If you think I’m being too harsh on today’s press, consider the coverage of the Beltway Sniper attacks. It goes beyond just publishing leaked information about messages left by the killer at the crime scene. If you tune in to live coverage of the shootings, you can see television networks broadcasting the crime scene investigation, zooming in when a deputy picks up a piece of paper left on the ground. Might that piece of paper be an important clue? If it is, the killer now knows the police have it.

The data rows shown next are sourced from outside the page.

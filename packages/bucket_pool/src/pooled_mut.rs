use std::fmt;
use std::ops::{Deref, DerefMut};
use std::pin::Pin;
use std::ptr::NonNull;

use crate::{BucketPool, Deleter, Pooled, SizeClass};

/// Exclusive handle to a value (or slice of values) stored in a [`BucketPool`] block.
///
/// `PooledMut<T>` is the single owner of its value. It cannot be copied or cloned; ownership
/// moves with the handle. When the handle is dropped, the value is dropped (for slices, every
/// element is dropped) and the block goes back to the free list it came from.
///
/// The value never moves while it is in the pool, so pinned access is available through
/// [`as_pin()`](Self::as_pin) and [`as_pin_mut()`](Self::as_pin_mut).
///
/// Use [`into_shared()`](Self::into_shared) to convert the handle into a reference-counted
/// [`Pooled<T>`]. The conversion is one way.
///
/// # Examples
///
/// ```
/// use bucket_pool::BucketPool;
///
/// let pool = BucketPool::new();
///
/// let mut item = pool.make_owned("Hello".to_string())?;
///
/// // Direct access through Deref and DerefMut.
/// item.push_str(", World!");
/// assert_eq!(&*item, "Hello, World!");
///
/// // Dropping the handle drops the String and keeps the block for reuse.
/// drop(item);
/// assert_eq!(pool.pooled_total(), 1);
/// # Ok::<(), bucket_pool::Error>(())
/// ```
///
/// # Thread safety
///
/// The handle is [`Send`] if `T` is [`Send`] and [`Sync`] if `T` is [`Sync`], just like the
/// value it owns.
pub struct PooledMut<T: ?Sized> {
    ptr: NonNull<T>,
    deleter: Deleter,

    // Keeps the pool (and thus the free list the block returns to) alive.
    pool: BucketPool,
}

impl<T: ?Sized> PooledMut<T> {
    #[must_use]
    pub(crate) fn new(ptr: NonNull<T>, deleter: Deleter, pool: BucketPool) -> Self {
        Self { ptr, deleter, pool }
    }

    /// Returns a pointer to the stored value.
    ///
    /// The owner of the handle has exclusive access to the value and may create both `&`
    /// shared and `&mut` exclusive references to it, as long as Rust's aliasing rules are
    /// respected. The pointer must not be used after the handle is dropped.
    #[must_use]
    #[inline]
    pub fn ptr(&self) -> NonNull<T> {
        self.ptr
    }

    /// The size class of the block that holds the value.
    #[must_use]
    #[inline]
    pub fn size_class(&self) -> SizeClass {
        self.deleter.size_class()
    }

    /// Returns a pinned reference to the value.
    #[must_use]
    #[inline]
    pub fn as_pin(&self) -> Pin<&T> {
        // SAFETY: The value stays at the same address until the handle is dropped, and no
        // method of the handle moves it out.
        unsafe { Pin::new_unchecked(&**self) }
    }

    /// Returns a pinned exclusive reference to the value.
    #[must_use]
    #[inline]
    pub fn as_pin_mut(&mut self) -> Pin<&mut T> {
        // SAFETY: The value stays at the same address until the handle is dropped, and no
        // method of the handle moves it out.
        unsafe { Pin::new_unchecked(&mut **self) }
    }

    /// Converts this exclusive handle into a shared handle.
    ///
    /// # Examples
    ///
    /// ```
    /// use bucket_pool::BucketPool;
    ///
    /// let pool = BucketPool::new();
    ///
    /// let shared = pool.make_owned(42_u64)?.into_shared();
    /// let copy = shared.clone();
    ///
    /// assert_eq!(*copy, 42);
    /// # Ok::<(), bucket_pool::Error>(())
    /// ```
    #[must_use]
    #[inline]
    pub fn into_shared(self) -> Pooled<T> {
        Pooled::new(self)
    }
}

impl<T: ?Sized> Deref for PooledMut<T> {
    type Target = T;

    #[inline]
    fn deref(&self) -> &Self::Target {
        // SAFETY: The value is initialized for as long as the handle exists and the handle
        // grants shared access through a shared borrow of itself.
        unsafe { self.ptr.as_ref() }
    }
}

impl<T: ?Sized> DerefMut for PooledMut<T> {
    #[inline]
    fn deref_mut(&mut self) -> &mut Self::Target {
        // SAFETY: The value is initialized for as long as the handle exists and the handle
        // is its only owner, so an exclusive borrow of the handle is exclusive access.
        unsafe { self.ptr.as_mut() }
    }
}

impl<T: ?Sized> Drop for PooledMut<T> {
    fn drop(&mut self) {
        // SAFETY: The value was fully constructed before the handle was created, the
        // deleter describes how it was placed, and the handle is going away so nothing can
        // access the value afterwards.
        unsafe {
            self.deleter.run(self.ptr, &self.pool);
        }
    }
}

impl<T: ?Sized> fmt::Debug for PooledMut<T> {
    fn fmt(&self, f: &mut fmt::Formatter<'_>) -> fmt::Result {
        f.debug_struct("PooledMut")
            .field("ptr", &self.ptr)
            .field("size_class", &self.size_class())
            .finish_non_exhaustive()
    }
}

// SAFETY: The handle owns its value, so it can move between threads whenever the value can.
// The pool it refers to is thread-safe.
unsafe impl<T: ?Sized + Send> Send for PooledMut<T> {}

// SAFETY: Shared access to the handle only grants shared access to the value.
unsafe impl<T: ?Sized + Sync> Sync for PooledMut<T> {}

#[cfg(test)]
#[cfg_attr(coverage_nightly, coverage(off))]
mod tests {
    use std::cell::Cell;
    use std::rc::Rc;

    use static_assertions::{assert_impl_all, assert_not_impl_any};

    use super::*;

    assert_impl_all!(PooledMut<u32>: Send, Sync, fmt::Debug);
    assert_impl_all!(PooledMut<[String]>: Send, Sync);
    assert_impl_all!(PooledMut<Cell<u32>>: Send);
    assert_not_impl_any!(PooledMut<Cell<u32>>: Sync);
    assert_not_impl_any!(PooledMut<Rc<u32>>: Send, Sync);
    assert_not_impl_any!(PooledMut<u32>: Clone, Copy);

    #[test]
    fn deref_mut_changes_value() {
        let pool = BucketPool::new();
        let mut item = pool.make_owned(10_i32).unwrap();

        *item += 5;

        assert_eq!(*item, 15);
    }

    #[test]
    fn slice_handle_supports_indexing() {
        let pool = BucketPool::new();
        let mut items = pool.make_owned_array::<u64>(4).unwrap();

        items[2] = 7;

        assert_eq!(items.len(), 4);
        assert_eq!(&*items, &[0, 0, 7, 0]);
    }

    #[test]
    fn ptr_points_to_value() {
        let pool = BucketPool::new();
        let item = pool.make_owned(99_u16).unwrap();

        // SAFETY: The handle is alive and we only read.
        assert_eq!(unsafe { item.ptr().read() }, 99);
    }

    #[test]
    fn pinned_access() {
        let pool = BucketPool::new();
        let mut item = pool.make_owned(String::from("pinned")).unwrap();

        assert_eq!(&*item.as_pin(), "pinned");

        item.as_pin_mut().get_mut().push('!');
        assert_eq!(&*item, "pinned!");
    }

    #[test]
    fn handle_can_be_sent_to_another_thread() {
        let pool = BucketPool::new();
        let item = pool.make_owned(vec![1, 2, 3]).unwrap();

        let sum = std::thread::spawn(move || item.iter().sum::<i32>())
            .join()
            .unwrap();

        assert_eq!(sum, 6);
        assert_eq!(pool.pooled_total(), 1);
    }

    #[test]
    fn debug_does_not_require_debug_value() {
        struct Opaque;

        let pool = BucketPool::new();
        let item = pool.make_owned(Opaque).unwrap();

        let output = format!("{item:?}");
        assert!(output.starts_with("PooledMut"));
        assert!(output.ends_with(", .. }"));
    }
}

Monday night, I watched a cable broadcast — live, of course — of a press conference with an investigator of the latest shooting in Falls Church, Va. Reporters badgered him with detailed questions about what direction police believed the killer fled, about what highway he took, about the sighting of a police bloodhound on that highway. None of these are details the press should want to publish or broadcast, even if police were so foolish as to reveal them. It is likely that the Beltway Sniper watches television and listens to news radio. Indeed, the press attention is probably part of the motive for his crimes. Don’t these reporters realize they might be giving away facts that will help the killer get away — that if he knows police are tracking him with bloodhounds along a certain highway, he might use that knowledge to escape?

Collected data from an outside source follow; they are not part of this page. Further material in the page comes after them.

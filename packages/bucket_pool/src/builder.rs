use std::cell::Cell;
use std::marker::PhantomData;

use crate::{BucketPool, MissPolicy};

/// Builder for creating an instance of [`BucketPool`].
///
/// All settings are optional.
///
/// # Examples
///
/// ```
/// use bucket_pool::{BucketPool, MissPolicy};
///
/// let pool = BucketPool::builder()
///     .miss_policy(MissPolicy::Allocate)
///     .build();
/// ```
///
/// # Thread safety
///
/// The builder is thread-mobile ([`Send`]) and can be safely transferred between threads,
/// allowing pool configuration to happen on different threads than where the pool is used.
/// However, it is not thread-safe ([`Sync`]) as it contains mutable configuration state.
#[derive(Debug)]
#[must_use]
pub struct BucketPoolBuilder {
    miss_policy: MissPolicy,

    // Prevents Sync while allowing Send - builders are thread-mobile but not thread-safe
    _not_sync: PhantomData<Cell<()>>,
}

impl BucketPoolBuilder {
    #[inline]
    pub(crate) fn new() -> Self {
        Self {
            miss_policy: MissPolicy::default(),
            _not_sync: PhantomData,
        }
    }

    /// Sets the [miss policy][MissPolicy] for the pool. This governs what happens when an
    /// acquisition finds no free block in its bucket.
    ///
    /// # Examples
    ///
    /// ```
    /// use bucket_pool::{BucketPool, MissPolicy};
    ///
    /// let pool = BucketPool::builder()
    ///     .miss_policy(MissPolicy::Signal)
    ///     .build();
    ///
    /// assert_eq!(pool.miss_policy(), MissPolicy::Signal);
    /// ```
    #[inline]
    pub fn miss_policy(mut self, policy: MissPolicy) -> Self {
        self.miss_policy = policy;
        self
    }

    /// Builds the pool with the specified configuration.
    #[must_use]
    #[inline]
    pub fn build(self) -> BucketPool {
        BucketPool::new_inner(self.miss_policy)
    }
}
use chrono::{DateTime, Duration, Utc};
use core_types::{RecordStatus, TradeRecord};
use rust_decimal::Decimal;

use crate::report::{ActivitySummary, DataQuality, IssueKind, RecordIssue};

/// The realized P&L of a closed record. Records in a window always carry one.
pub fn pnl(trade: &TradeRecord) -> Decimal {
    trade.profit_loss.unwrap_or(Decimal::ZERO)
}

/// The ordered set of closed trades every aggregate metric is computed over.
///
/// Built from the raw records as they stood at `as_of`: malformed records and
/// records entered or exited after `as_of` are excluded and reported as issues,
/// open positions are counted but not analysed.
#[derive(Debug, Clone)]
pub struct AnalysisWindow<'a> {
    trades: Vec<&'a TradeRecord>,
    total_records: usize,
    open_positions: usize,
    issues: Vec<RecordIssue>,
}

impl<'a> AnalysisWindow<'a> {
    pub fn build(records: &'a [TradeRecord], as_of: DateTime<Utc>) -> Self {
        let mut trades = Vec::with_capacity(records.len());
        let mut open_positions = 0;
        let mut issues = Vec::new();

        for record in records {
            match record.validate() {
                Err(e) => issues.push(RecordIssue {
                    record_id: record.id,
                    kind: IssueKind::Malformed,
                    reason: e.to_string(),
                }),
                Ok(_) if record.entry_time > as_of => issues.push(RecordIssue {
                    record_id: record.id,
                    kind: IssueKind::AfterAsOf,
                    reason: format!("entered at {} after as-of {}", record.entry_time, as_of),
                }),
                Ok(RecordStatus::Closed) => match record.exit_time {
                    Some(exit) if exit > as_of => issues.push(RecordIssue {
                        record_id: record.id,
                        kind: IssueKind::ExitAfterAsOf,
                        reason: format!("exited at {exit} after as-of {as_of}"),
                    }),
                    _ => trades.push(record),
                },
                Ok(RecordStatus::Open) => open_positions += 1,
            }
        }

        // Stable: trades entered at the same instant keep their input order.
        trades.sort_by_key(|t| t.entry_time);

        Self {
            trades,
            total_records: records.len(),
            open_positions,
            issues,
        }
    }

    pub fn trades(&self) -> &[&'a TradeRecord] {
        &self.trades
    }

    pub fn len(&self) -> usize {
        self.trades.len()
    }

    pub fn is_empty(&self) -> bool {
        self.trades.is_empty()
    }

    pub fn issues(&self) -> &[RecordIssue] {
        &self.issues
    }

    pub fn open_positions(&self) -> usize {
        self.open_positions
    }

    /// The last `n` trades of the window (all of them if fewer exist).
    pub fn recent(&self, n: usize) -> &[&'a TradeRecord] {
        let start = self.trades.len().saturating_sub(n);
        &self.trades[start..]
    }

    pub fn data_quality(&self) -> DataQuality {
        DataQuality {
            total_records: self.total_records,
            closed_trades: self.trades.len(),
            open_positions: self.open_positions,
            issues: self.issues.clone(),
        }
    }

    pub fn activity(&self, as_of: DateTime<Utc>) -> ActivitySummary {
        let first_trade_at = self.trades.first().map(|t| t.entry_time);
        let last_exit_at = self.trades.iter().filter_map(|t| t.exit_time).max();
        let closed_within = |days: i64| {
            let since = as_of - Duration::days(days);
            self.trades
                .iter()
                .filter(|t| t.exit_time.is_some_and(|exit| exit > since))
                .count()
        };

        ActivitySummary {
            first_trade_at,
            last_exit_at,
            days_since_last_trade: last_exit_at.map(|exit| (as_of - exit).num_days()),
            trades_last_7_days: closed_within(7),
            trades_last_30_days: closed_within(30),
        }
    }
}

/// Extracts the realized P&L sequence of `trades` in order.
pub fn pnls(trades: &[&TradeRecord]) -> Vec<Decimal> {
    trades.iter().map(|t| pnl(t)).collect()
}

#[cfg(test)]
pub(crate) mod fixtures {
    use chrono::{DateTime, Duration, TimeZone, Utc};
    use core_types::{Direction, TradeRecord};
    use rust_decimal::Decimal;
    use rust_decimal_macros::dec;

    pub fn at(day: u32, hour: u32, minute: u32) -> DateTime<Utc> {
        Utc.with_ymd_and_hms(2024, 5, day, hour, minute, 0).unwrap()
    }

    /// A closed long trade held for 30 minutes.
    pub fn closed(pnl: Decimal, entry_time: DateTime<Utc>) -> TradeRecord {
        TradeRecord::open("AAPL", Direction::Long, dec!(10), dec!(1), entry_time).closed_at(
            dec!(10) + pnl,
            entry_time + Duration::minutes(30),
            pnl,
        )
    }

    /// Closed trades entered at 10:00 on consecutive days of May 2024.
    pub fn series(pnls: &[Decimal]) -> Vec<TradeRecord> {
        pnls.iter()
            .enumerate()
            .map(|(i, p)| closed(*p, at(1 + i as u32 % 28, 10, 0)))
            .collect()
    }

    pub fn refs(records: &[TradeRecord]) -> Vec<&TradeRecord> {
        records.iter().collect()
    }
}
use rust_decimal::Decimal;
use rust_decimal_macros::dec;
use serde::{Deserialize, Serialize};
use std::path::PathBuf;

use crate::error::ConfigError;

/// The root configuration structure for the entire application.
#[derive(Debug, Clone, Default, Serialize, Deserialize)]
#[serde(default)]
pub struct Config {
    pub analytics: AnalyticsConfig,
    pub logging: Logging,
}

/// Tunables for the Trading Analytics Engine.
///
/// Every field has a default, so a user can omit the `[analytics]` section
/// (or any key inside it) from their toml and still get sensible behaviour.
#[derive(Debug, Clone, PartialEq, Serialize, Deserialize)]
#[serde(default)]
pub struct AnalyticsConfig {
    /// Minimum number of closed trades before any aggregate metric is reported.
    pub min_trades_for_analysis: usize,
    /// Minimum trades a pattern group needs to be considered for best/worst selection.
    pub min_group_sample: usize,
    /// Confidence rating (1-10) at or above which a trade counts as "high confidence".
    pub high_confidence_threshold: u8,
    /// Annual risk-free rate as a fraction (0.06 = 6%).
    pub annual_risk_free_rate: Decimal,
    pub trading_days_per_year: u32,
    /// Lower bound of the recommended position size, in percent of capital.
    pub kelly_floor_pct: Decimal,
    /// Upper bound of the recommended position size, in percent of capital.
    pub kelly_cap_pct: Decimal,
    /// Trades per active day at which overtrading risk starts to rise.
    pub overtrading_low_per_day: Decimal,
    /// Trades per active day at which overtrading risk saturates at 100.
    pub overtrading_high_per_day: Decimal,
    /// Number of most recent trades used for momentum and outlook.
    pub recency_window: usize,
    /// Size increase over the losing trade, in percent, that marks a revenge trade.
    pub revenge_size_increase_pct: Decimal,
    /// Maximum gap between a loss's exit and the next entry for a revenge trade.
    pub revenge_window_minutes: i64,
    /// Multiplier applied to the flagged-pair ratio to obtain the revenge risk score.
    pub revenge_risk_multiplier: Decimal,
    /// Risk assumed for trades without a stop-loss, in percent of entry price.
    pub default_risk_pct: Decimal,
    /// Average risk below which a trader is classified as conservative.
    pub conservative_risk_pct: Decimal,
    /// Average risk below which a trader is classified as moderate.
    pub moderate_risk_pct: Decimal,
    /// Drawdown percentage above which a risk warning is raised.
    pub high_drawdown_pct: Decimal,
    /// Recent win rate (percent) below which a risk warning is raised.
    pub low_win_rate_pct: Decimal,
    /// Number of strategies suggested by the predictive stage.
    pub max_suggestions: usize,
    /// Run the performance, behaviour and pattern stages on the rayon pool.
    pub parallel_stages: bool,
}

impl Default for AnalyticsConfig {
    fn default() -> Self {
        Self {
            min_trades_for_analysis: 3,
            min_group_sample: 2,
            high_confidence_threshold: 8,
            annual_risk_free_rate: dec!(0.06),
            trading_days_per_year: 252,
            kelly_floor_pct: dec!(1),
            kelly_cap_pct: dec!(25),
            overtrading_low_per_day: dec!(5),
            overtrading_high_per_day: dec!(10),
            recency_window: 20,
            revenge_size_increase_pct: dec!(20),
            revenge_window_minutes: 60,
            revenge_risk_multiplier: dec!(200),
            default_risk_pct: dec!(5),
            conservative_risk_pct: dec!(2),
            moderate_risk_pct: dec!(5),
            high_drawdown_pct: dec!(20),
            low_win_rate_pct: dec!(40),
            max_suggestions: 3,
            parallel_stages: true,
        }
    }
}

impl AnalyticsConfig {
    /// The per-trade risk-free hurdle used by the Sharpe ratio.
    pub fn daily_risk_free_rate(&self) -> Decimal {
        self.annual_risk_free_rate / Decimal::from(self.trading_days_per_year)
    }

    /// Rejects settings that would make the engine's formulas meaningless.
    pub fn validate(&self) -> Result<(), ConfigError> {
        let invalid = |msg: &str| Err(ConfigError::ValidationError(msg.to_string()));
        let hundred = dec!(100);

        if self.min_trades_for_analysis == 0 {
            return invalid("min_trades_for_analysis must be at least 1");
        }
        if self.min_group_sample == 0 {
            return invalid("min_group_sample must be at least 1");
        }
        if !(1..=10).contains(&self.high_confidence_threshold) {
            return invalid("high_confidence_threshold must be between 1 and 10");
        }
        if self.trading_days_per_year == 0 {
            return invalid("trading_days_per_year must be greater than 0");
        }
        if self.annual_risk_free_rate < Decimal::ZERO || self.annual_risk_free_rate >= Decimal::ONE {
            return invalid("annual_risk_free_rate must be a fraction between 0 and 1");
        }
        if self.kelly_floor_pct < Decimal::ZERO
            || self.kelly_floor_pct > self.kelly_cap_pct
            || self.kelly_cap_pct > hundred
        {
            return invalid("kelly bounds must satisfy 0 <= kelly_floor_pct <= kelly_cap_pct <= 100");
        }
        if self.overtrading_low_per_day < Decimal::ZERO
            || self.overtrading_low_per_day >= self.overtrading_high_per_day
        {
            return invalid("overtrading_low_per_day must be non-negative and below overtrading_high_per_day");
        }
        if self.recency_window == 0 {
            return invalid("recency_window must be at least 1");
        }
        if self.revenge_size_increase_pct < Decimal::ZERO || self.revenge_window_minutes <= 0 {
            return invalid("revenge thresholds must be positive");
        }
        if self.revenge_risk_multiplier <= Decimal::ZERO {
            return invalid("revenge_risk_multiplier must be greater than 0");
        }
        if self.default_risk_pct <= Decimal::ZERO || self.default_risk_pct > hundred {
            return invalid("default_risk_pct must be within (0, 100]");
        }
        if self.conservative_risk_pct <= Decimal::ZERO
            || self.conservative_risk_pct >= self.moderate_risk_pct
        {
            return invalid("conservative_risk_pct must be positive and below moderate_risk_pct");
        }
        for (name, value) in [
            ("high_drawdown_pct", self.high_drawdown_pct),
            ("low_win_rate_pct", self.low_win_rate_pct),
        ] {
            if value < Decimal::ZERO || value > hundred {
                return Err(ConfigError::ValidationError(format!(
                    "{name} must be a percentage between 0 and 100"
                )));
            }
        }
        Ok(())
    }
}

/// Output format for the fmt subscriber.
#[derive(Debug, Clone, Copy, Default, PartialEq, Eq, Serialize, Deserialize)]
#[cfg_attr(feature = "clap", derive(clap::ValueEnum))]
#[serde(rename_all = "lowercase")]
pub enum LogFormat {
    #[default]
    Full,
    Compact,
    Pretty,
}

/// Contains parameters for the tracing subscriber.
#[derive(Debug, Clone, PartialEq, Serialize, Deserialize)]
#[serde(default)]
pub struct Logging {
    /// Default filter directive, e.g. "info" or "analytics=debug". `RUST_LOG` wins when set.
    pub level: String,
    pub format: LogFormat,
    /// When set, logs go to a daily-rolling file in this directory instead of stderr.
    pub directory: Option<PathBuf>,
    pub file_prefix: String,
}

impl Default for Logging {
    fn default() -> Self {
        Self {
            level: "info".to_string(),
            format: LogFormat::default(),
            directory: None,
            file_prefix: "tradelens.log".to_string(),
        }
    }
}

#[cfg(test)]
mod tests {
    use super::*;

    #[test]
    fn defaults_are_valid() {
        let config = AnalyticsConfig::default();
        assert!(config.validate().is_ok());
        assert_eq!(config.min_group_sample, 2);
        assert_eq!(config.kelly_cap_pct, dec!(25));
        assert_eq!(config.recency_window, 20);
    }

    #[test]
    fn daily_risk_free_rate_divides_by_trading_days() {
        let config = AnalyticsConfig {
            annual_risk_free_rate: dec!(0.0504),
            trading_days_per_year: 252,
            ..Default::default()
        };
        assert_eq!(config.daily_risk_free_rate(), dec!(0.0002));
    }

    #[test]
    fn inverted_overtrading_thresholds_are_rejected() {
        let config = AnalyticsConfig {
            overtrading_low_per_day: dec!(10),
            overtrading_high_per_day: dec!(5),
            ..Default::default()
        };
        assert!(matches!(config.validate(), Err(ConfigError::ValidationError(_))));
    }

    #[test]
    fn kelly_cap_above_hundred_is_rejected() {
        let config = AnalyticsConfig {
            kelly_cap_pct: dec!(150),
            ..Default::default()
        };
        assert!(config.validate().is_err());
    }

    #[test]
    fn zero_recency_window_is_rejected() {
        let config = AnalyticsConfig {
            recency_window: 0,
            ..Default::default()
        };
        assert!(config.validate().is_err());
    }
}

Yes, investigators sometimes use the press to release information they think will be useful in generating tips. But investigators should be allowed to decide what to release and when. And yes, it is the job of the press to inform the public so that they can evaluate, eventually, how well police conducted the investigation. But the press has no business obstructing the investigation. Yes, the responsibility of the press is to tell us the truth — but in the service of a larger goal: justice. We need to know the truth so we can make evaluations about what is best for the country, about the right actions to take, about who is qualified to be trusted with leadership. It is this larger responsibility that the press is betraying.
In this case, the motive is mere mindless sensationalism: the desire to draw attention to yourself by beating the other guy to every new tidbit of information, no matter what the consequences. But the graver consequences of an irresponsible press can be seen in their coverage of the war. The leaking of sensitive facts in the Beltway Sniper investigation is paralleled by the leaking of everything from grand strategy to specific war plans against Iraq.

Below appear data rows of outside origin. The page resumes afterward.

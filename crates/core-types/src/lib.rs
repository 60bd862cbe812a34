pub mod enums;
pub mod error;
pub mod structs;

// Re-export the core types to provide a clean public API.
pub use enums::{Direction, InstrumentKind};
pub use error::CoreError;
pub use structs::{MAX_MAGNITUDE, RecordStatus, TradeRecord};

These leaks are not likely to decide the course of the war. One of my favorite images from the Gulf War was an editorial cartoon that showed Saddam Hussein watching live coverage on CNN of the view from the nose camera of a “smart” missile — which, as it closed in on him, showed Saddam watching that same image on CNN. Our military capacity is so superior that even if Saddam knows what we plan to do, he has no power to prevent it. But the leaking of war plans will help Iraq build up its defenses, likely causing more of our soldiers to die — deaths that would then be reported, in sensational detail, by the very same newspapers that released the war plans in the first place.
The motive of this irresponsible war reporting is even worse — it is not the carelessness of sensationalism, but the conscious evil of pacifism. The obvious motive for leaking a top-secret military plan is to kill the plan — to make it unusable because its details have already been tipped to the enemy. Meanwhile, note that the press does not show the same vigor in digging up stories about Saddam Hussein’s nuclear weapons program, his torture and murder of dissidents, or his threatened attacks on Israel. Exposing the alleged danger of the administration’s policy is considered more important than showing us the real danger of Saddam’s aggression.
But even if the press were just a neutral and impartial reporter of facts, this in itself is the problem. There is a war going on between the forces of civilization and the forces of barbarism, whether the barbarians are domestic serial killers or foreign dictators. Anyone who pretends to be neutral — while reporting information that helps the killers — is putting himself on the side of the barbarians.